The Influence of Light on Your Sleep Patterns
Are you the type of person to jump out of bed in a great mood every morning when your alarm goes off or are you the person who crawls out of bed after hitting the snooze button a few times? If you are the latter then the lighting in your room could be causing problems for your sleep patterns.
A white paper by Royal Philips, the global leader in lighting, has compiled insights from 10 years of ongoing research that has revealed that the amount of quality light you are exposed to every day may have a lot to do with whether you are a morning person or a night owl.

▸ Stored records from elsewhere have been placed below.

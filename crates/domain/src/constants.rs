//! Application constants
//!
//! Centralized location for all domain-level constants used throughout the
//! application.

// Planned durations per session kind (seconds)
pub const DEFAULT_POMODORO_SECS: i64 = 1500;
pub const DEFAULT_SHORT_BREAK_SECS: i64 = 300;
pub const DEFAULT_LONG_BREAK_SECS: i64 = 900;

// Timer engine configuration
pub const TICK_INTERVAL_SECS: u64 = 1;
pub const PROGRESS_CAP_PERCENT: f64 = 120.0;

// Server defaults
pub const DEFAULT_HTTP_HOST: &str = "127.0.0.1";
pub const DEFAULT_HTTP_PORT: u16 = 8787;
pub const DEFAULT_DB_POOL_SIZE: u32 = 8;

// Event channel capacities
pub const NOTIFICATION_CHANNEL_CAPACITY: usize = 16;
pub const REFRESH_CHANNEL_CAPACITY: usize = 8;
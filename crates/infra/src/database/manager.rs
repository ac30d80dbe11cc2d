//! Database connection manager backed by a shared r2d2 pool.

use std::path::{Path, PathBuf};

use pomora_domain::Result;
use r2d2::{Pool, PooledConnection};
use r2d2_sqlite::SqliteConnectionManager;
use rusqlite::params;
use tracing::info;

use crate::errors::InfraError;

const SCHEMA_VERSION: i32 = 1;
const SCHEMA_SQL: &str = include_str!("schema.sql");

/// Database manager that wraps a pooled SQLite handle.
pub struct DbManager {
    pool: Pool<SqliteConnectionManager>,
    path: PathBuf,
}

impl DbManager {
    /// Create a new manager with the given pool size.
    pub fn new<P: AsRef<Path>>(db_path: P, pool_size: u32) -> Result<Self> {
        let path = db_path.as_ref().to_path_buf();

        let manager = SqliteConnectionManager::file(&path).with_init(|conn| {
            conn.execute_batch(
                "PRAGMA journal_mode = WAL;
                 PRAGMA synchronous = NORMAL;
                 PRAGMA foreign_keys = ON;
                 PRAGMA busy_timeout = 5000;",
            )
        });

        let pool = Pool::builder()
            .max_size(pool_size.max(1))
            .build(manager)
            .map_err(InfraError::from)?;

        info!(db_path = %path.display(), max_connections = pool.max_size(), "sqlite pool initialised");

        Ok(Self { pool, path })
    }

    /// Acquire a connection from the pool.
    pub fn get_connection(&self) -> Result<PooledConnection<SqliteConnectionManager>> {
        self.pool.get().map_err(|err| InfraError::from(err).into())
    }

    /// Ensure the full schema exists on the current database.
    pub fn run_migrations(&self) -> Result<()> {
        let conn = self.get_connection()?;
        conn.execute_batch(SCHEMA_SQL).map_err(InfraError::from)?;
        conn.execute(
            "INSERT OR IGNORE INTO schema_version (version, applied_at) VALUES (?, CAST(strftime('%s','now') AS INTEGER))",
            params![SCHEMA_VERSION],
        )
        .map_err(InfraError::from)?;
        Ok(())
    }

    /// Return the configured database path.
    pub fn path(&self) -> &Path {
        &self.path
    }

    /// Perform a health check to verify database connectivity.
    ///
    /// Acquires a connection and executes a trivial query to verify the
    /// database is accessible and responding.
    pub fn health_check(&self) -> Result<()> {
        let conn = self.get_connection()?;
        conn.query_row("SELECT 1", params![], |row| row.get::<_, i32>(0))
            .map_err(InfraError::from)?;
        Ok(())
    }
}

impl std::fmt::Debug for DbManager {
    fn fmt(&self, f: &mut std::fmt::Formatter<'_>) -> std::fmt::Result {
        f.debug_struct("DbManager").field("path", &self.path).finish_non_exhaustive()
    }
}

Lighting, whether natural or artificial, affects all life on our planet. In humans, it plays a crucial role in regulating our circadian rhythm, also known as our body clock. The studies have shown our circadian rhythms are not always in tune with our alarm clock and that this can cause issues for our sleep patterns as well as how we are when we wake up.
This means that we are naturally inclined to sleep and wake 30 minutes later each day. If this slower rhythm is not regulated by the end of the week our sleep and wake cycle could be off by more than 2 hours – which means we would be hitting snooze more regularly.
How to regulate your circadian rhythm:
Studies have shown that alarm clocks can help to manage the time lag created by our naturally slower circadian rhythm but they have also found that the specific quality of light hitting our photoreceptors not only regulates our internal body clock but can reset it every day too. For thousands of years, we used to use the rising and setting sun to regulate our body clock without even realizing we were doing so.
Today, high intensity artificial blue-rich light is also capable of resetting our body clock because of its resemblance to natural morning light. As we all have a natural tendency to sleep in, our modern lifestyle means we may lean towards getting little sleep in the week and laying in over weekends but while this can work for a little while it will catch up with us and throw our circadian rhythm out of whack.
“The message from nature is clear,” says Light and Sleep Scientist at Philips Research, Luc Schlangen. “Our bodies have evolved a kind of steering wheel, constantly adjusting the sleep wake cycle, driven by light, allowing us to adapt to the differing daylight lengths during the seasons.
We can help regulate our body clock through lighting by providing light injections at appropriate times, for instance through brighter office lighting on Monday mornings.”
The exposure to blue-rich morning light will help speed up our circadian rhythm to wake us up earlier and improve our daily function over a period of time.